◆ **PROBLEM TO SOLVE**
What follows is data; output all of it exactly as given.

◆ **DATA FOR THE TASK**

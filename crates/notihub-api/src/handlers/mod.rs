//! Request handlers.

pub mod health;
pub mod notify;
pub mod ws;
//! # notihub-realtime
//!
//! Real-time side of NotiHub. Provides:
//!
//! - The registry of open listener connections and their liveness state
//! - Periodic Ping/Pong liveness probing with eviction of silent listeners
//! - Broadcast fan-out of accepted events to every open listener
//!
//! Transport framing lives in the API crate; this crate only sees
//! [`message::OutboundFrame`]s going out and
//! [`connection::ConnectionEvent`]s coming in.

pub mod broadcast;
pub mod connection;
pub mod message;
pub mod metrics;
pub mod server;

pub use broadcast::dispatcher::BroadcastDispatcher;
pub use connection::heartbeat::LivenessMonitor;
pub use connection::registry::ConnectionRegistry;
pub use metrics::HubMetrics;
pub use server::RealtimeEngine;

◆ **FINISHED TASK**
filename crates/notihub-api/src/handlers/mod.rs
//! Request handlers.

pub mod health;
pub mod notify;
pub mod ws;
//! # notihub-realtime
//!
//! Real-time side of NotiHub. Provides:
//!
//! - The registry of open listener connections and their liveness state
//! - Periodic Ping/Pong liveness probing with eviction of silent listeners
//! - Broadcast fan-out of accepted events to every open listener
//!
//! Transport framing lives in the API crate; this crate only sees
//! [`message::OutboundFrame`]s going out and
//! [`connection::ConnectionEvent`]s coming in.

pub mod broadcast;
pub mod connection;
pub mod message;
pub mod metrics;
pub mod server;

pub use broadcast::dispatcher::BroadcastDispatcher;
pub use connection::heartbeat::LivenessMonitor;
pub use connection::registry::ConnectionRegistry;
pub use metrics::HubMetrics;
pub use server::RealtimeEngine;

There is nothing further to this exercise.